__Instructions to follow__: The line with "fn from(err: serde_json::Error)", the line with "for its capability", and all lines between them in the material below: return these exactly, and no others.

__The input__:
-- -- --

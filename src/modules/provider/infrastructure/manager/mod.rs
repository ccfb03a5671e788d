mod module_registry;

pub use module_registry::{ModuleRegistry, ModuleStatus};
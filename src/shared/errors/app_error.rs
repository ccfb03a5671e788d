use serde::Serialize;
use thiserror::Error;

#[derive(Error, Debug, Clone, PartialEq, Eq, Serialize)]
#[serde(tag = "type", content = "message")]
pub enum AppError {
    #[error("Not found: {0}")]
    NotFound(String),

    #[error("Invalid input: {0}")]
    InvalidInput(String),

    #[error("Configuration error: {0}")]
    ConfigError(String),

    #[error("Provider error: {0}")]
    ProviderError(String),

    #[error("Serialization error: {0}")]
    SerializationError(String),

    #[error("IO error: {0}")]
    IoError(String),

    #[error("Internal error: {0}")]
    InternalError(String),
}

impl From<serde_json::Error> for AppError {
    fn from(err: serde_json::Error) -> Self {
        AppError::SerializationError(err.to_string())
    }
}

impl From<std::io::Error> for AppError {
    fn from(err: std::io::Error) -> Self {
        match err.kind() {
            std::io::ErrorKind::NotFound => AppError::NotFound(err.to_string()),
            _ => AppError::IoError(err.to_string()),
        }
    }
}

impl From<dotenvy::Error> for AppError {
    fn from(err: dotenvy::Error) -> Self {
        AppError::ConfigError(err.to_string())
    }
}

// Result type alias for convenience
pub type AppResult<T> = Result<T, AppError>;
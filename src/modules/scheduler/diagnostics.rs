use crate::modules::provider::{Capability, ModuleId};
use crate::shared::utils::logger::LogContext;
use std::time::Duration;
use tracing::{debug, info, warn};

/// Informational events emitted by the scheduler. None of them changes what
/// a caller receives; they exist for logs and tests.
#[derive(Debug, Clone, PartialEq)]
pub enum SchedulerEvent {
    /// A search found no enabled searcher for its capability
    NoProviderEnabled { capability: Capability },
    /// A module's searcher is about to be driven
    ProviderSearching {
        capability: Capability,
        module: ModuleId,
        keyword: String,
    },
    /// A module's search failed or panicked; the search moved on
    ProviderFailed {
        capability: Capability,
        module: ModuleId,
        reason: String,
    },
    /// Every enabled searcher was exhausted
    SearchFinished {
        capability: Capability,
        keyword: String,
        elapsed: Duration,
    },
    /// No active handler, the module's utility handlers are being loaded
    FallbackLoading {
        capability: Capability,
        module: ModuleId,
    },
    FallbackLoadFailed { module: ModuleId, reason: String },
    /// No handler could be resolved; the empty value is returned
    HandlerMissing {
        capability: Capability,
        module: ModuleId,
    },
    Parsing {
        capability: Capability,
        module: ModuleId,
        locator: String,
    },
    /// The handler returned an error or panicked; the empty value is returned
    ParseFailed {
        capability: Capability,
        module: ModuleId,
        reason: String,
    },
    /// The url parser produced a link that is not available
    LinkUnavailable { module: ModuleId, raw_url: String },
    /// A danmaku data parser returned, successfully or not; `items` is 0 on
    /// failure
    DanmakuDataRead {
        module: ModuleId,
        items: usize,
        elapsed: Duration,
    },
}

/// Receives every [`SchedulerEvent`]
pub trait SchedulerObserver: Send + Sync {
    fn on_event(&self, event: &SchedulerEvent);
}

/// Default observer: writes events through `tracing`
#[derive(Debug, Clone, Copy, Default)]
pub struct TracingObserver;

impl SchedulerObserver for TracingObserver {
    fn on_event(&self, event: &SchedulerEvent) {
        match event {
            SchedulerEvent::NoProviderEnabled { capability } => {
                warn!("No {} enabled", capability)
            }
            SchedulerEvent::ProviderSearching {
                module, keyword, ..
            } => LogContext::search_operation(keyword, Some(module.as_str()), None),
            SchedulerEvent::ProviderFailed {
                capability,
                module,
                reason,
            } => warn!("{} {} failed, skipping it: {}", capability, module, reason),
            SchedulerEvent::SearchFinished {
                keyword, elapsed, ..
            } => LogContext::search_operation(keyword, None, Some(*elapsed)),
            SchedulerEvent::FallbackLoading { capability, module } => info!(
                "No {} loaded for {}, loading its utility handlers",
                capability, module
            ),
            SchedulerEvent::FallbackLoadFailed { module, reason } => {
                warn!("Loading utility handlers of {} failed: {}", module, reason)
            }
            SchedulerEvent::HandlerMissing { capability, module } => {
                warn!("No {} available for {}", capability, module)
            }
            SchedulerEvent::Parsing {
                capability: Capability::DanmakuData,
                module,
                locator,
            } => debug!("{} danmaku data parser parsing {}", module, locator),
            SchedulerEvent::Parsing {
                capability,
                module,
                locator,
            } => info!("{} {} parsing {}", module, capability, locator),
            SchedulerEvent::ParseFailed {
                capability,
                module,
                reason,
            } => warn!("{} {} failed: {}", module, capability, reason),
            SchedulerEvent::LinkUnavailable { module, raw_url } => {
                warn!("Parse real url failed: {} returned nothing for {}", module, raw_url)
            }
            SchedulerEvent::DanmakuDataRead {
                module,
                items,
                elapsed,
            } => LogContext::performance_metric(
                &format!("Reading {} danmaku from {}", items, module),
                *elapsed,
            ),
        }
    }
}
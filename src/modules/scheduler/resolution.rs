use crate::modules::provider::{Capability, ModuleId, ProviderRegistry};
use crate::modules::scheduler::diagnostics::{SchedulerEvent, SchedulerObserver};
use std::sync::Arc;

/// Handler lookup for one module.
///
/// `Active → TryInstantiateUtilityOnly → Resolved | Absent`. The utility
/// step only ever leads to a terminal state, so the registry is asked to load
/// a module at most once per resolution.
pub(crate) enum HandlerResolution<H: ?Sized> {
    Active,
    TryInstantiateUtilityOnly,
    Resolved(Arc<H>),
    Absent,
}

/// Registry, observer and target of one resolution
pub(crate) struct ResolutionContext<'a> {
    pub registry: &'a dyn ProviderRegistry,
    pub observer: &'a dyn SchedulerObserver,
    pub capability: Capability,
    pub module: &'a ModuleId,
}

impl<H: ?Sized> HandlerResolution<H> {
    /// Look up the handler, loading the module's utility handlers on a miss
    pub(crate) fn with_fallback<L>(ctx: &ResolutionContext<'_>, lookup: L) -> Option<Arc<H>>
    where
        L: Fn(&dyn ProviderRegistry, &ModuleId) -> Option<Arc<H>>,
    {
        let mut state = HandlerResolution::Active;
        loop {
            state = match state {
                HandlerResolution::Active => match lookup(ctx.registry, ctx.module) {
                    Some(handler) => HandlerResolution::Resolved(handler),
                    None => HandlerResolution::TryInstantiateUtilityOnly,
                },
                HandlerResolution::TryInstantiateUtilityOnly => {
                    ctx.observer.on_event(&SchedulerEvent::FallbackLoading {
                        capability: ctx.capability,
                        module: ctx.module.clone(),
                    });
                    if let Err(e) = ctx.registry.load_utils_module(ctx.module) {
                        ctx.observer.on_event(&SchedulerEvent::FallbackLoadFailed {
                            module: ctx.module.clone(),
                            reason: e.to_string(),
                        });
                    }
                    match lookup(ctx.registry, ctx.module) {
                        Some(handler) => HandlerResolution::Resolved(handler),
                        None => HandlerResolution::Absent,
                    }
                }
                HandlerResolution::Resolved(handler) => return Some(handler),
                HandlerResolution::Absent => {
                    ctx.missing();
                    return None;
                }
            };
        }
    }

    /// Look up the handler among active modules only
    pub(crate) fn active_only<L>(ctx: &ResolutionContext<'_>, lookup: L) -> Option<Arc<H>>
    where
        L: Fn(&dyn ProviderRegistry, &ModuleId) -> Option<Arc<H>>,
    {
        let handler = lookup(ctx.registry, ctx.module);
        if handler.is_none() {
            ctx.missing();
        }
        handler
    }
}

impl ResolutionContext<'_> {
    fn missing(&self) {
        self.observer.on_event(&SchedulerEvent::HandlerMissing {
            capability: self.capability,
            module: self.module.clone(),
        });
    }
}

-- -- --

__The completed task__:
    fn from(err: serde_json::Error) -> Self {
        AppError::SerializationError(err.to_string())
    }
}

impl From<std::io::Error> for AppError {
    fn from(err: std::io::Error) -> Self {
        match err.kind() {
            std::io::ErrorKind::NotFound => AppError::NotFound(err.to_string()),
            _ => AppError::IoError(err.to_string()),
        }
    }
}

impl From<dotenvy::Error> for AppError {
    fn from(err: dotenvy::Error) -> Self {
        AppError::ConfigError(err.to_string())
    }
}

// Result type alias for convenience
pub type AppResult<T> = Result<T, AppError>;
filename src/modules/scheduler/diagnostics.rs
use crate::modules::provider::{Capability, ModuleId};
use crate::shared::utils::logger::LogContext;
use std::time::Duration;
use tracing::{debug, info, warn};

/// Informational events emitted by the scheduler. None of them changes what
/// a caller receives; they exist for logs and tests.
#[derive(Debug, Clone, PartialEq)]
pub enum SchedulerEvent {
    /// A search found no enabled searcher for its capability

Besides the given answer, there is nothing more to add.